17. La profonde rivière

467 87 105
                                    

Yoongi sunął palcami po policzku blondyna, w skupieniu śledząc, jak poranne światło muskało jego bladą, zaróżowioną twarz. Nawet nie zauważył, kiedy zjechał ręką na szyję, a później na dekolt, zatrzymując się przy wstążeczkach welwetowej koszuli. Jimin oddychał spokojnie, wodząc oczami po nagich ścianach pokoju — nie opierał się niczemu. Myślami znajdował się gdzieś indziej, ale Min nie próbował wyprowadzać go z tego chwilowego stanu zawieszenia. Chciał wykorzystać ten czas, by lepiej mu się przyjrzeć.

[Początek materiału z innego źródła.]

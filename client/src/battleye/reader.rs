//! Classification and handling of inbound packets

use super::connection::Shared;
use crate::error::ClientError;
use log::{debug, warn};
use protocol::{
    build_msg_ack_packet, data, multi, packet_type, response_body, sequence, verify, Event,
    PacketError, PacketType, Sequence,
};
use tokio::net::UdpSocket;

impl Shared {
    /// Routes one verified packet: pingbacks are counted, command responses
    /// resolve their transmission and server messages are acknowledged and
    /// fanned out. Packets of unknown type are ignored.
    pub(crate) async fn handle_packet(
        &self,
        socket: Option<&UdpSocket>,
        packet: &[u8],
    ) -> Result<(), ClientError> {
        verify(packet)?;
        let payload = data(packet)?;

        if payload.is_empty() {
            self.count_pingback();
            return Ok(());
        }

        match packet_type(packet)? {
            PacketType::Command => {
                // Keep-alives are answered with a bare sequence byte. An
                // outstanding keep-alive claims such a reply before any
                // command waiting on the same sequence does.
                if payload.len() == 1
                    && (self.take_pingback(payload[0]).await
                        || !self.is_pending(payload[0]).await)
                {
                    self.count_pingback();
                    return Ok(());
                }
                self.handle_response(packet).await
            }
            PacketType::ServerMessage => self.handle_server_message(socket, packet).await,
            other => {
                debug!("Ignoring packet of type {:?}", other);
                Ok(())
            }
        }
    }

    fn count_pingback(&self) {
        let count = self.add_pingback();
        debug!("Pingback #{}", count);
    }

    async fn is_pending(&self, key: u8) -> bool {
        self.transmissions.read().await.contains_key(&key)
    }

    /// Stores the response fragment carried by `packet` in its transmission.
    /// The transmission leaves the table once its last fragment is in.
    pub(crate) async fn handle_response(&self, packet: &[u8]) -> Result<(), ClientError> {
        let key = sequence(packet)?;
        let transmission = self
            .transmissions
            .read()
            .await
            .get(&key)
            .cloned()
            .ok_or(ClientError::UnknownTransmission(key))?;

        let (index, count) = match multi(packet) {
            Some(fragment) => (fragment.index, fragment.count),
            None => (0, 1),
        };
        if index >= count {
            return Err(PacketError::InvalidFragment { index, count }.into());
        }

        let body = response_body(packet)?;
        if transmission.add_fragment(index, count, body)? {
            self.retire(&transmission).await;
            debug!(
                "Transmission {} complete ({} fragments)",
                transmission.key(),
                count
            );
        }
        Ok(())
    }

    /// Acknowledges a server message and offers it to every subscriber.
    pub(crate) async fn handle_server_message(
        &self,
        socket: Option<&UdpSocket>,
        packet: &[u8],
    ) -> Result<(), ClientError> {
        let seq = sequence(packet)?;
        let text = String::from_utf8_lossy(&data(packet)?[1..]).into_owned();
        let event = Event::new(text);

        let socket = socket.ok_or(ClientError::NotOpen)?;
        socket
            .send(&build_msg_ack_packet(Sequence::from(seq)))
            .await
            .map_err(ClientError::SendFailed)?;

        let gone = self.subscribers.read().await.publish(&event);
        if !gone.is_empty() {
            let mut subscribers = self.subscribers.write().await;
            for id in gone {
                subscribers.remove(id);
                warn!("Removed subscriber {} after its receiver was dropped", id);
            }
        }
        Ok(())
    }
}

#[cfg(test)]
mod tests {
    use super::super::{Connection, Transmission};
    use crate::config::ConnectionConfig;
    use crate::error::ClientError;
    use protocol::{
        build_cmd_response, build_login_packet, build_login_response, build_msg_ack_packet,
        build_multi_response, build_packet, build_server_message, EventKind, PacketError,
        PacketType,
    };
    use std::time::Duration;
    use tokio::net::UdpSocket;
    use tokio::sync::mpsc;
    use tokio::time::timeout;
    use tokio_util::sync::CancellationToken;

    fn closed_connection() -> Connection {
        Connection::new(ConnectionConfig::new("127.0.0.1:2306", "secret"))
    }

    async fn register(connection: &Connection, key: u8, request: &str) -> Transmission {
        let transmission = Transmission::new(key as u32, request);
        connection
            .shared
            .transmissions
            .write()
            .await
            .insert(key, transmission.clone());
        transmission
    }

    #[tokio::test]
    async fn test_empty_command_is_pingback() {
        let connection = closed_connection();
        let transmission = register(&connection, 0, "players").await;

        connection
            .handle_packet(&build_packet(&[], PacketType::Command))
            .await
            .unwrap();

        assert_eq!(connection.pingback(), 1);
        assert!(!transmission.is_done());
        assert_eq!(connection.pending_transmissions().await, 1);
    }

    #[tokio::test]
    async fn test_bare_sequence_is_pingback() {
        let connection = closed_connection();

        connection
            .handle_packet(&build_cmd_response(0, b""))
            .await
            .unwrap();
        connection
            .handle_packet(&build_cmd_response(7, b""))
            .await
            .unwrap();

        assert_eq!(connection.pingback(), 2);
        connection.reset_pingback();
        assert_eq!(connection.pingback(), 0);
    }

    #[tokio::test]
    async fn test_single_response_resolves() {
        let connection = closed_connection();
        let transmission = register(&connection, 1, "serverinfo").await;

        connection
            .handle_packet(&build_cmd_response(1, b"Server: test"))
            .await
            .unwrap();

        assert_eq!(transmission.response().as_deref(), Some("Server: test"));
        assert_eq!(connection.pingback(), 0);
        assert_eq!(connection.pending_transmissions().await, 0);
    }

    #[tokio::test]
    async fn test_empty_response_for_pending_command() {
        let connection = closed_connection();
        let transmission = register(&connection, 3, "say -1 hello").await;

        connection
            .handle_packet(&build_cmd_response(3, b""))
            .await
            .unwrap();

        assert!(transmission.is_done());
        assert_eq!(transmission.response().as_deref(), Some(""));
        assert_eq!(connection.pingback(), 0);
    }

    #[tokio::test]
    async fn test_keep_alive_reply_does_not_resolve_pending_command() {
        let connection = closed_connection();
        let transmission = register(&connection, 1, "players").await;
        connection.shared.expect_pingback(1).await;

        connection
            .handle_packet(&build_cmd_response(1, b""))
            .await
            .unwrap();
        assert_eq!(connection.pingback(), 1);
        assert!(!transmission.is_done());
        assert_eq!(connection.pending_transmissions().await, 1);

        connection
            .handle_packet(&build_cmd_response(1, b"Players on server: 3"))
            .await
            .unwrap();
        assert_eq!(
            transmission.response().as_deref(),
            Some("Players on server: 3")
        );

        // With no keep-alive outstanding, a bare reply answers the command.
        let say = register(&connection, 1, "say -1 hi").await;
        connection
            .handle_packet(&build_cmd_response(1, b""))
            .await
            .unwrap();
        assert_eq!(say.response().as_deref(), Some(""));
        assert_eq!(connection.pingback(), 1);
    }

    #[tokio::test]
    async fn test_completion_keeps_newer_command_on_same_sequence() {
        let connection = closed_connection();
        let old = register(&connection, 4, "players").await;
        let newer = register(&connection, 4, "bans").await;

        old.add_fragment(0, 1, b"done").unwrap();
        assert!(!connection.shared.retire(&old).await);
        assert!(connection
            .transmission(4)
            .await
            .is_some_and(|t| t.is_same(&newer)));

        assert!(connection.shared.retire(&newer).await);
        assert_eq!(connection.pending_transmissions().await, 0);
    }

    #[tokio::test]
    async fn test_fragment_count_mismatch() {
        let connection = closed_connection();
        let transmission = register(&connection, 1, "players").await;

        connection
            .handle_packet(&build_packet(&[1, 0x00, 3, 0, b'a'], PacketType::Command))
            .await
            .unwrap();
        let err = connection
            .handle_packet(&build_packet(&[1, 0x00, 2, 1, b'b'], PacketType::Command))
            .await
            .unwrap_err();

        assert!(matches!(
            err,
            ClientError::Packet(PacketError::FragmentCountMismatch { expected: 3, count: 2 })
        ));
        assert!(!transmission.is_done());
        assert_eq!(connection.pending_transmissions().await, 1);
    }

    #[tokio::test]
    async fn test_multi_response_reverse_order() {
        let connection = closed_connection();
        let transmission = register(&connection, 1, "players").await;

        let mut fragments = build_multi_response(1, b"test data", 5);
        assert_eq!(fragments.len(), 2);
        fragments.reverse();

        connection.handle_packet(&fragments[0]).await.unwrap();
        assert!(!transmission.is_done());
        assert_eq!(connection.pending_transmissions().await, 1);

        connection.handle_packet(&fragments[1]).await.unwrap();
        assert!(transmission.is_done());
        assert_eq!(transmission.response().as_deref(), Some("test data"));
        assert_eq!(connection.pending_transmissions().await, 0);
    }

    #[tokio::test]
    async fn test_late_fragment_is_unknown() {
        let connection = closed_connection();
        register(&connection, 1, "players").await;

        let fragments = build_multi_response(1, b"abcdef", 3);
        connection.handle_packet(&fragments[0]).await.unwrap();
        connection.handle_packet(&fragments[1]).await.unwrap();

        let err = connection.handle_packet(&fragments[1]).await.unwrap_err();
        assert!(matches!(err, ClientError::UnknownTransmission(1)));
    }

    #[tokio::test]
    async fn test_unknown_transmission() {
        let connection = closed_connection();
        let err = connection
            .handle_packet(&build_cmd_response(9, b"orphan"))
            .await
            .unwrap_err();
        assert!(matches!(err, ClientError::UnknownTransmission(9)));
    }

    #[tokio::test]
    async fn test_fragment_index_out_of_range() {
        let connection = closed_connection();
        let transmission = register(&connection, 1, "players").await;

        let packet = build_packet(&[1, 0x00, 2, 2, b'x'], PacketType::Command);
        let err = connection.handle_packet(&packet).await.unwrap_err();

        assert!(matches!(
            err,
            ClientError::Packet(PacketError::InvalidFragment { index: 2, count: 2 })
        ));
        assert!(!transmission.is_done());
    }

    #[tokio::test]
    async fn test_corrupt_packet_rejected() {
        let connection = closed_connection();
        let mut packet = build_cmd_response(1, b"hello");
        let last = packet.len() - 1;
        packet[last] ^= 0xFF;

        let err = connection.handle_packet(&packet).await.unwrap_err();
        assert!(matches!(
            err,
            ClientError::Packet(PacketError::ChecksumMismatch { .. })
        ));
        assert_eq!(connection.pingback(), 0);
    }

    #[tokio::test]
    async fn test_unknown_type_ignored() {
        let connection = closed_connection();
        connection
            .handle_packet(&build_packet(&[1, 2, 3], PacketType::Unknown(0x7F)))
            .await
            .unwrap();
        assert_eq!(connection.pingback(), 0);
    }

    #[tokio::test]
    async fn test_server_message_requires_socket() {
        let connection = closed_connection();
        let err = connection
            .handle_packet(&build_server_message(0, "RCon admin #0 logged in"))
            .await
            .unwrap_err();
        assert!(matches!(err, ClientError::NotOpen));
    }

    #[tokio::test]
    async fn test_server_message_acked_and_published() {
        let server = UdpSocket::bind("127.0.0.1:0").await.unwrap();
        let address = server.local_addr().unwrap().to_string();
        let mut connection = Connection::new(ConnectionConfig::new(&address, "secret"));

        let answer = async {
            let mut buf = [0u8; 64];
            let (len, peer) = server.recv_from(&mut buf).await.unwrap();
            assert_eq!(&buf[..len], build_login_packet("secret").as_slice());
            server
                .send_to(&build_login_response(true), peer)
                .await
                .unwrap();
        };
        let (opened, _) = tokio::join!(connection.open(), answer);
        opened.unwrap();

        let (tx, mut rx) = mpsc::channel(4);
        connection.subscribe(CancellationToken::new(), tx).await;

        connection
            .handle_packet(&build_server_message(4, "(Global) Player: hello"))
            .await
            .unwrap();

        let mut buf = [0u8; 64];
        let (len, _) = timeout(Duration::from_secs(1), server.recv_from(&mut buf))
            .await
            .unwrap()
            .unwrap();
        assert_eq!(&buf[..len], build_msg_ack_packet(4).as_slice());

        let event = timeout(Duration::from_secs(1), rx.recv())
            .await
            .unwrap()
            .unwrap();
        assert_eq!(event.kind, EventKind::Chat);
        assert_eq!(event.payload, "(Global) Player: hello");

        connection.close().await.unwrap();
    }

    #[tokio::test]
    async fn test_dropped_receiver_is_removed() {
        let server = UdpSocket::bind("127.0.0.1:0").await.unwrap();
        let client = UdpSocket::bind("127.0.0.1:0").await.unwrap();
        client.connect(server.local_addr().unwrap()).await.unwrap();

        let connection = closed_connection();
        let (tx, rx) = mpsc::channel(4);
        connection.subscribe(CancellationToken::new(), tx).await;
        drop(rx);

        connection
            .shared
            .handle_packet(Some(&client), &build_server_message(0, "Player #1 connected"))
            .await
            .unwrap();
        assert_eq!(connection.subscriber_count().await, 0);
    }
}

Młodszy posiadał delikatne rysy, które idealnie współgrały z jasną cerą i poskręcanymi, blond włosami. Wystarczyło jednak, że zagryzł pulchne usta, a cała niewinność ulatywała z niego jak za dotknięciem różdżki. Pianista przesunął wzrokiem po jego ciele, dziwiąc się w duchu, jak bardzo przypominało to kobiece. Nawet przez kilka warstw odzieży z łatwością mógł dostrzec miękkie kształty i kusząco zarysowaną sylwetkę. Brunet cofnął dłoń, jak gdyby się oparzył. Miał wrażenie, że w pomieszczeniu ktoś nagle rozpalił ogień.

Park ocknął się z odrętwienia i powiódł palcami do szyi chłopaka. Potem uniósł się lekko i wsparty na łokciu, zapytał:

— Pokażesz mi, co kryje się pod tą „maską"?

Oblicze Mina od razu spochmurniało. Z bliska kojarzył się z woskową figurką, tyle że pozbawioną radosnego uśmiechu.

— Nie — odparł po chwili, doskonale panując nad swoimi emocjami.

Blask w oczach Jimina momentalnie zgasł. Te słowa dotknęły go bardziej, niż chciał przyznać.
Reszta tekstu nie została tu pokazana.